Results 1) and 2) were generalized for regular surfaces in a Riemannian space. In addition, the Weyl problem for Riemannian space was solved: it was proved that a regular metric of Gaussian curvature greater than some constant c on a two-dimensional sphere can be isometrically immersed into a complete three-dimensional Riemannian space of curvature <c in a form of a regular surface. Studying the methods developed in the proof of this result, the Abel Prize laureate M. Gromov introduced the concept of pseudoholomorphic curves, which are the main tool in modern symplectic geometry.

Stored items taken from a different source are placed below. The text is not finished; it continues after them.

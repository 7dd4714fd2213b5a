//! # Celebrate
//!
//! **Request-validation middleware for `http` services**
//!
//! Celebrate validates the six segments of an incoming request (headers,
//! path params, query, cookies, signed cookies and body) against per-route
//! schemas, rewrites the request with the coerced values, and renders
//! failures as a JSON error envelope:
//!
//! - **Declarative routes** - One JSON Schema per segment, compiled once
//! - **Partial or full reporting** - Stop at the first bad segment or collect them all
//! - **Request rewriting** - Defaults and coerced values are what the handler sees
//! - **Typed failures** - Validation errors are told apart from every other error
//!
//! ## Quick Start
//!
//! ```
//! use celebrate::prelude::*;
//! use serde_json::json;
//!
//! # fn main() -> Result<(), ConfigurationError> {
//! let pipeline = Pipeline::builder()
//!     .add_stage(RequestIdMiddleware::new())
//!     .add_stage(celebrate::celebrate(json!({
//!         "body": {
//!             "type": "object",
//!             "required": ["first"],
//!             "properties": { "role": { "type": "string", "default": "admin" } }
//!         }
//!     }))?)
//!     .add_error_handler(celebrate::errors())
//!     .build();
//!
//! assert_eq!(pipeline.stage_names(), vec!["request_id", "celebrate"]);
//! # Ok(())
//! # }
//! ```
//!
//! ## Architecture
//!
//! ```text
//! Request → RequestId → Celebrate → Handler ─────────────────→ Response
//!                           │          │
//!                           └──────────┴→ ErrorResponder → … → 500
//! ```

#![doc(html_root_url = "https://docs.rs/celebrate/0.1.0")]
#![warn(missing_docs)]
#![forbid(unsafe_code)]

use std::sync::Arc;

use serde_json::Value;

// Re-export core types
pub use celebrate_core as core;

// Re-export the JSON Schema engine
pub use celebrate_schema as schema;

// Re-export middleware types
pub use celebrate_middleware as middleware;

// Re-export configuration types
pub use celebrate_config as config;

// Re-export logging setup
pub use celebrate_telemetry as telemetry;

use celebrate_config::CelebrateConfig;
use celebrate_core::{
    Celebrate, CelebrateOptions, Celebrator, ConfigurationError, ErrorsOptions, ValidationOptions,
};
use celebrate_middleware::stages::{CelebrateMiddleware, ErrorResponder};
use celebrate_schema::JsonSchemaEngine;

/// Returns a builder backed by the JSON Schema engine.
#[must_use]
pub fn celebrator() -> Celebrator {
    Celebrator::new(Arc::new(JsonSchemaEngine::new()))
}

/// Builds the validation stage for one route with default options.
///
/// `spec` maps segment names (`headers`, `params`, `query`, `cookies`,
/// `signedCookies`, `body`) to JSON Schemas.
///
/// # Errors
///
/// Returns [`ConfigurationError`] if the spec names an unknown segment,
/// declares none, or holds a schema the engine cannot compile.
pub fn celebrate(spec: Value) -> Result<CelebrateMiddleware, ConfigurationError> {
    celebrate_with(spec, ValidationOptions::default(), CelebrateOptions::default())
}

/// Builds the validation stage with explicit engine and pipeline options.
///
/// # Errors
///
/// Same as [`celebrate`].
pub fn celebrate_with(
    spec: Value,
    engine_options: ValidationOptions,
    options: CelebrateOptions,
) -> Result<CelebrateMiddleware, ConfigurationError> {
    Celebrate::new(spec, engine_options, options, Arc::new(JsonSchemaEngine::new()))
        .map(CelebrateMiddleware::new)
}

/// Builds the validation stage from a loaded configuration.
///
/// # Errors
///
/// Same as [`celebrate`].
pub fn celebrate_from_config(
    config: &CelebrateConfig,
    spec: Value,
) -> Result<CelebrateMiddleware, ConfigurationError> {
    config
        .celebrator(Arc::new(JsonSchemaEngine::new()))
        .build(spec)
        .map(CelebrateMiddleware::new)
}

/// Error handler rendering validation failures with status 400.
#[must_use]
pub fn errors() -> ErrorResponder {
    ErrorResponder::default()
}

/// Error handler with a custom status code or message.
///
/// # Errors
///
/// Returns [`ConfigurationError::InvalidStatusCode`] if the status code is not
/// an HTTP error status.
pub fn errors_with(options: ErrorsOptions) -> Result<ErrorResponder, ConfigurationError> {
    ErrorResponder::new(options)
}

/// Prelude module for convenient imports.
///
/// # Example
///
/// ```
/// use celebrate::prelude::*;
///
/// let options = CelebrateOptions::with_mode(Mode::Full);
/// assert_eq!(options.mode.as_str(), "full");
/// ```
pub mod prelude {
    pub use celebrate_core::{
        Celebrate, CelebrateOptions, Celebrator, ConfigurationError, ErrorEnvelope, ErrorsOptions,
        Mode, Segment, ValidationError, ValidationOptions,
    };

    pub use celebrate_schema::JsonSchemaEngine;

    pub use celebrate_middleware::stages::{
        CelebrateMiddleware, ErrorResponder, RequestIdMiddleware,
    };
    pub use celebrate_middleware::{
        is_celebrate_error, values, values_or, MiddlewareContext, MiddlewareError, PathParams,
        Pipeline, Request, Response, ResponseExt, SignedCookies, ValidatedSegments,
    };

    pub use celebrate_config::{CelebrateConfig, ConfigLoader};
}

A closed convex hypersurface is uniquely defined not only by the metric but also by the Gaussian curvature as a function of unit normals. Moreover, the hypersurface is uniquely determined up to a parallel transport. This was proved by G. Minkowski. But is the hypersurface regular under the condition that the Gaussian curvature K(n) is a regular function of a unit normal? Pogorelov proved that if positive function K(n) belongs to the class С^{k}, k≥3, then the support function will be of regularity class С^{k+1,v}, 0<v<1.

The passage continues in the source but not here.